Activity: Consider the listing below. Extract exactly the lines from the line containing "filename services/flood-viewer/src/commands.rs" to the line containing "session executes it.", both included.
"""
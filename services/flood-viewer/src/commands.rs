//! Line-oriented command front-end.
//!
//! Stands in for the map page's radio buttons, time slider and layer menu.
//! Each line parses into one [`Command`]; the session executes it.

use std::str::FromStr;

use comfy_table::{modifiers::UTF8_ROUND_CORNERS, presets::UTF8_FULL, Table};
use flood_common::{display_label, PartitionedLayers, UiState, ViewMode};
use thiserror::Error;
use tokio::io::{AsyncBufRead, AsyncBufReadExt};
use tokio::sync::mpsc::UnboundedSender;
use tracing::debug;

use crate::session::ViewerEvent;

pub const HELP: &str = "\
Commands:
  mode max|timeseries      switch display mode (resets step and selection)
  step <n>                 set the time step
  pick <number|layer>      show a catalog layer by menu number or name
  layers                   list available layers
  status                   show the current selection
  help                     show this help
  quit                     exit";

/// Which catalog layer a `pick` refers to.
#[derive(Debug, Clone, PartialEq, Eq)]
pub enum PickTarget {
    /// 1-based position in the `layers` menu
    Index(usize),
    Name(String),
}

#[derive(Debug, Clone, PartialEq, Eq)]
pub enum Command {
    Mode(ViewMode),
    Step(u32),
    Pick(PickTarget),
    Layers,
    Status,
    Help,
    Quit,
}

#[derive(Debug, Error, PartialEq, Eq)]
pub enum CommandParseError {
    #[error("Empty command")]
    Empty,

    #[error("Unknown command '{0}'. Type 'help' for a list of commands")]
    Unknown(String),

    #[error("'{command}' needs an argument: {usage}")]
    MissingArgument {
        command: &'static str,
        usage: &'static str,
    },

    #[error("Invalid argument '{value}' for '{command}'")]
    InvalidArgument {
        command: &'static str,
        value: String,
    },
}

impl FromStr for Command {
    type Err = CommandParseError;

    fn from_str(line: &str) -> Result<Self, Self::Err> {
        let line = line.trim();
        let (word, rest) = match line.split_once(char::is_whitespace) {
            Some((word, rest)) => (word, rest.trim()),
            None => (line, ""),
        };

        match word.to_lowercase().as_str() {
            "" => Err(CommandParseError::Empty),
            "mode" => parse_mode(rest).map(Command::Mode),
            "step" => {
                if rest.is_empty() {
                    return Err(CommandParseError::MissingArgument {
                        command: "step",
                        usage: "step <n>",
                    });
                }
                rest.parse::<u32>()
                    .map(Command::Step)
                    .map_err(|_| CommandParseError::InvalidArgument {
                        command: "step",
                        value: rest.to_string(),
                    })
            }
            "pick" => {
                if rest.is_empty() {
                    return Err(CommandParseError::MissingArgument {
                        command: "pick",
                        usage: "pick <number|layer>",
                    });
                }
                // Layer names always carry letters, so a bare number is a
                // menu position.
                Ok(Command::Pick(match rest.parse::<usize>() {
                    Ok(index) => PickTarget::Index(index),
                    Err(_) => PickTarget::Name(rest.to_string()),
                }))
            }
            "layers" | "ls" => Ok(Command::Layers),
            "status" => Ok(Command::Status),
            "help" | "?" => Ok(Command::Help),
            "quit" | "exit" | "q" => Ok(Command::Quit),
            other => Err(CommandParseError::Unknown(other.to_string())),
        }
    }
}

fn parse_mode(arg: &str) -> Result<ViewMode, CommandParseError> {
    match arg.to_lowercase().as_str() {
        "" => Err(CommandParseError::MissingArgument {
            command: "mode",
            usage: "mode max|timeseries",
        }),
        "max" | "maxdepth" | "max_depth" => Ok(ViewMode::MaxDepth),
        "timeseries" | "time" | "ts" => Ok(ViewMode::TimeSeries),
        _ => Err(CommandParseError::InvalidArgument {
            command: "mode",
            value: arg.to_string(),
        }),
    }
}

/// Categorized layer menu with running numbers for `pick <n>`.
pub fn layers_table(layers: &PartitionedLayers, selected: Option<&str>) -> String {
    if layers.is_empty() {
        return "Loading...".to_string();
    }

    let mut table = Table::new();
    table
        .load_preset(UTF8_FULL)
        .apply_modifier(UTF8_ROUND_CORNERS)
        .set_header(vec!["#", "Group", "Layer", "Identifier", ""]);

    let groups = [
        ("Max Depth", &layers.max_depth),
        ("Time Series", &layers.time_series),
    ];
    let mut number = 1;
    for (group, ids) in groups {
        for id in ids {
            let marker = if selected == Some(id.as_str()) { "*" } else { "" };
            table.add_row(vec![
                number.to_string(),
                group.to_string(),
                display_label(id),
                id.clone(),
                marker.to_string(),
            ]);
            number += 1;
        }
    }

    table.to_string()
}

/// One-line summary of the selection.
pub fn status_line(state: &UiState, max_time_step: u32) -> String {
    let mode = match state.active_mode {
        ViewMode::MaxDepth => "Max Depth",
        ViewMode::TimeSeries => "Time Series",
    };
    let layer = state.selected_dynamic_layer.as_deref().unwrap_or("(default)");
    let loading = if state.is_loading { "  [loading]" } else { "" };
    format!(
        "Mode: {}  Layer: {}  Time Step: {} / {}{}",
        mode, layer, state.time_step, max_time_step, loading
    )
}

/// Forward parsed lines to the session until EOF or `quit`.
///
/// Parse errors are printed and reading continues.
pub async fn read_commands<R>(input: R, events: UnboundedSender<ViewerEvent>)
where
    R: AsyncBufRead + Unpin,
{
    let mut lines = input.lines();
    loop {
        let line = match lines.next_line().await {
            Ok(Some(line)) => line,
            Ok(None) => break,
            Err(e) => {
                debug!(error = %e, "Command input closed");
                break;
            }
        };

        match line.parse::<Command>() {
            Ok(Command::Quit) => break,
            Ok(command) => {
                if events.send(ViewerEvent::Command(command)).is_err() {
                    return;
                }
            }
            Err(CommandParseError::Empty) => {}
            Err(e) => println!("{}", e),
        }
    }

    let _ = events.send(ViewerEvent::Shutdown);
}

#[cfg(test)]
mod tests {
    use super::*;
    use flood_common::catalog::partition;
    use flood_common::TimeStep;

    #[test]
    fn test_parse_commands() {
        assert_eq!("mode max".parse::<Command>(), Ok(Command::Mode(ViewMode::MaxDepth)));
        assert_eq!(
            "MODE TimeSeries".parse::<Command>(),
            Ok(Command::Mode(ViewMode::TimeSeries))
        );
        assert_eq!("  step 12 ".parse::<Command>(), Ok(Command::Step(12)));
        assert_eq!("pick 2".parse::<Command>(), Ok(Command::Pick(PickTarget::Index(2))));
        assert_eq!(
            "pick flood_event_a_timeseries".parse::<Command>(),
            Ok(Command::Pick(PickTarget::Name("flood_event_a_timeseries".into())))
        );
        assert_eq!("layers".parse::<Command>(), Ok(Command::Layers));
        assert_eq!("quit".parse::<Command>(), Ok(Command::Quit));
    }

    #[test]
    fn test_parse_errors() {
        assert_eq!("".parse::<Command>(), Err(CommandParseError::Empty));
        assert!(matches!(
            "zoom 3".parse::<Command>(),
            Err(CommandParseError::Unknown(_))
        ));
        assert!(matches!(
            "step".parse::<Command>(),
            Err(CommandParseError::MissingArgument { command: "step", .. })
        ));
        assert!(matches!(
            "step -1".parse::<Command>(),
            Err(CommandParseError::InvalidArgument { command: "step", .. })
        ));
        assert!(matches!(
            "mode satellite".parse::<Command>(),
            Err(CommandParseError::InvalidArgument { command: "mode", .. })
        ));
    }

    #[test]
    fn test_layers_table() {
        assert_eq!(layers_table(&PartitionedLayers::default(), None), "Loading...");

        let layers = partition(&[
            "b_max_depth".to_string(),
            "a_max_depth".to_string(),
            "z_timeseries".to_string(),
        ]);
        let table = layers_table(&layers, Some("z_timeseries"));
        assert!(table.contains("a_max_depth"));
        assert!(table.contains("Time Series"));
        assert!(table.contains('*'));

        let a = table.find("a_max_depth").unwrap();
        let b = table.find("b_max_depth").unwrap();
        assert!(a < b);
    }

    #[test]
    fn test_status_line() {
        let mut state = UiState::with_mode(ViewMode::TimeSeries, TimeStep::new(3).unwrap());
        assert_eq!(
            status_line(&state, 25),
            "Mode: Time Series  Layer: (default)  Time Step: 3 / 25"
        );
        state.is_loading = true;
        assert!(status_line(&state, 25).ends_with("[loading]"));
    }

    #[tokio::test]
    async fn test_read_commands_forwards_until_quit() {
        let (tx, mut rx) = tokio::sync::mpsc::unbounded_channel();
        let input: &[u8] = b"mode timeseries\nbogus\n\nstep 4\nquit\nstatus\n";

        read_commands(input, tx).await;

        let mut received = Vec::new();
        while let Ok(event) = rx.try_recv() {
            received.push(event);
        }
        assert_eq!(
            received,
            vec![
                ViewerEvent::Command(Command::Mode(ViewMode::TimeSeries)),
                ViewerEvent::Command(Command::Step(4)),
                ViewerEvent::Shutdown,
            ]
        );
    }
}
"""
"""
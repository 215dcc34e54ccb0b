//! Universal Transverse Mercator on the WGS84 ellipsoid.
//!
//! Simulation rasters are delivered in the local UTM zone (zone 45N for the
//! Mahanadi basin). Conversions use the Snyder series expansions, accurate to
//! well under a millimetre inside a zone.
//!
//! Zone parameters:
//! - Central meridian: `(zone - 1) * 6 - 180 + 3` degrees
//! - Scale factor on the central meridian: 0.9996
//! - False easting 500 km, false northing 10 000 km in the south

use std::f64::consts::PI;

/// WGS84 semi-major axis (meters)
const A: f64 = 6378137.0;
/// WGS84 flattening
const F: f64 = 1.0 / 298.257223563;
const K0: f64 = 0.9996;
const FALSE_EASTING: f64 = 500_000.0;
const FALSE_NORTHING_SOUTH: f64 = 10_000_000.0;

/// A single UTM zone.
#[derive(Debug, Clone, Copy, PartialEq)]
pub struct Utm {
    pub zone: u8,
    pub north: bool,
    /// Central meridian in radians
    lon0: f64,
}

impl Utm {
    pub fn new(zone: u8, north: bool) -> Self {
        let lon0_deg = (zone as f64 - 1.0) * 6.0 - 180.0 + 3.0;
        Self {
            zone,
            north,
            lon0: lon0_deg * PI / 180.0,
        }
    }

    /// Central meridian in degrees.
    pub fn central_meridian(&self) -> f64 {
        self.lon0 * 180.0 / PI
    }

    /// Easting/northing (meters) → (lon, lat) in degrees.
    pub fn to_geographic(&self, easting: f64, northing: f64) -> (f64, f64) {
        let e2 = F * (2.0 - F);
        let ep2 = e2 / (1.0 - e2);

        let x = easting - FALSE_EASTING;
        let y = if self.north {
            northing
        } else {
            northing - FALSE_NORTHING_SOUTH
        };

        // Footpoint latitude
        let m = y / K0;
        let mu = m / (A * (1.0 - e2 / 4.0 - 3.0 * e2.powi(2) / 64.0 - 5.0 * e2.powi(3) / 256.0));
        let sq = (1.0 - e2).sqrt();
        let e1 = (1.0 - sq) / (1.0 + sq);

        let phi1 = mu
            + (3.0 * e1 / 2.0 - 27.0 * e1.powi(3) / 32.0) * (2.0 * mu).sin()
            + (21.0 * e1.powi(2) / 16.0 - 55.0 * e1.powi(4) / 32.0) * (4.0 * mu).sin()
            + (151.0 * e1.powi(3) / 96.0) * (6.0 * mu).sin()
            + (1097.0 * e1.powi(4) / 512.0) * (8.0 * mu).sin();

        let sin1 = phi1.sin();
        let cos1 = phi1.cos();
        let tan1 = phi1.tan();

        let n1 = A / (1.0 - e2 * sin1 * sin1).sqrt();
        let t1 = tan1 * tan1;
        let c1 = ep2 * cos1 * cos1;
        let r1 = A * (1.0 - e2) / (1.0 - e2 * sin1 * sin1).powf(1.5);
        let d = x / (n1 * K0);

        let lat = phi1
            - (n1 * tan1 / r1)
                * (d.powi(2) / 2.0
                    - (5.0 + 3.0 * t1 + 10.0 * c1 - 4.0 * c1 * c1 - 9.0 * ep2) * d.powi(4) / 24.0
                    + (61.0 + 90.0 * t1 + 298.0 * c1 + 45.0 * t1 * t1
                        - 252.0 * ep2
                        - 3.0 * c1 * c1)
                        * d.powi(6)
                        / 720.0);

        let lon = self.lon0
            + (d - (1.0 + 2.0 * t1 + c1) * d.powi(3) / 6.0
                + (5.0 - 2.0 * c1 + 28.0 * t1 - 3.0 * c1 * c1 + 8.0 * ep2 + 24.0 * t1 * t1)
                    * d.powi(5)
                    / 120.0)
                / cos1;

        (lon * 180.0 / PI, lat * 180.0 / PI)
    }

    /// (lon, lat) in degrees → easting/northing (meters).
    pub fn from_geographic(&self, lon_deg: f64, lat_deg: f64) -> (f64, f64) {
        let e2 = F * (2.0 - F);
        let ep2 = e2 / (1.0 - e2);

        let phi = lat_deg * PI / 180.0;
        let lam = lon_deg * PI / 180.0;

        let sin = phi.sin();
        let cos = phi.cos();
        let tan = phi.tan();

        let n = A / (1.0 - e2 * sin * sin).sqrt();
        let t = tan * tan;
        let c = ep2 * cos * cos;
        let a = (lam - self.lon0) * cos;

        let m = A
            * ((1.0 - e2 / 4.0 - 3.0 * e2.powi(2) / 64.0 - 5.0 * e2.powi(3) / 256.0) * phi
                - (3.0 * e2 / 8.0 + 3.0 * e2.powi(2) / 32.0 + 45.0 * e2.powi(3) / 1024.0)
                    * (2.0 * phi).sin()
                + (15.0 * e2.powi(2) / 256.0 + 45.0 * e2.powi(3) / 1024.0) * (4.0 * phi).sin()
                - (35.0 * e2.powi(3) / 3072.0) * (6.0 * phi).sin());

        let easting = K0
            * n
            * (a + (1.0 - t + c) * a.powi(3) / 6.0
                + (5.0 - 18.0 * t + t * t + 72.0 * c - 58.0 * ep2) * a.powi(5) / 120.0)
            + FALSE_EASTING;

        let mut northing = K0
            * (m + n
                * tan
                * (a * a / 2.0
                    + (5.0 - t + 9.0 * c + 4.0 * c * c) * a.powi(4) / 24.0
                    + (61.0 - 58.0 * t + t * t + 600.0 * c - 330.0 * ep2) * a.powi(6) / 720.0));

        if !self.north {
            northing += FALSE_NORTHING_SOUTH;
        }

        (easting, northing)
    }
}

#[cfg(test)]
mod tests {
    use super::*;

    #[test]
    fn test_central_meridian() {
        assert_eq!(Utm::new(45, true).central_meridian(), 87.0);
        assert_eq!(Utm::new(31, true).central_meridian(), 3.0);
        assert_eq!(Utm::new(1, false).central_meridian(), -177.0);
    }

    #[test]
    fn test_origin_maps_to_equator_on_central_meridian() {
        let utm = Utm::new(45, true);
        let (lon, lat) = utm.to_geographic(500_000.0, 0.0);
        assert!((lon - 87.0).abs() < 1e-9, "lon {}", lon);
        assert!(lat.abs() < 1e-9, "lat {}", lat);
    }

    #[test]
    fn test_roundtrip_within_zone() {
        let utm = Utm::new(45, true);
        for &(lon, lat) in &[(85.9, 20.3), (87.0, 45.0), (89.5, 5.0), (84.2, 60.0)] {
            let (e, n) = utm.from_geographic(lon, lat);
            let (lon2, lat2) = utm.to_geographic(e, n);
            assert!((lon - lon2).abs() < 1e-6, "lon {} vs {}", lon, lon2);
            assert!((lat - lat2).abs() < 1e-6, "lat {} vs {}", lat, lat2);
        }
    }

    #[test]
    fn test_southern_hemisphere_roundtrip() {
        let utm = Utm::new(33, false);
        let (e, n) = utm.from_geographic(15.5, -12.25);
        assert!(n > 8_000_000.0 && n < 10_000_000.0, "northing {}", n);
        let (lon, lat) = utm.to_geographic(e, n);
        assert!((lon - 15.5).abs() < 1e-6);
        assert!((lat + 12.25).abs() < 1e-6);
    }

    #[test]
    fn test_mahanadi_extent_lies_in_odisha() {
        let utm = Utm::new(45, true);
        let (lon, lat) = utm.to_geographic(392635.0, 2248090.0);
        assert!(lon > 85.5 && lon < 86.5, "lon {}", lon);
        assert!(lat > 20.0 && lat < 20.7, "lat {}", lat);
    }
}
"""
Written reply:
filename services/flood-viewer/src/commands.rs
//! Line-oriented command front-end.
//!
//! Stands in for the map page's radio buttons, time slider and layer menu.
//! Each line parses into one [`Command`]; the session executes it.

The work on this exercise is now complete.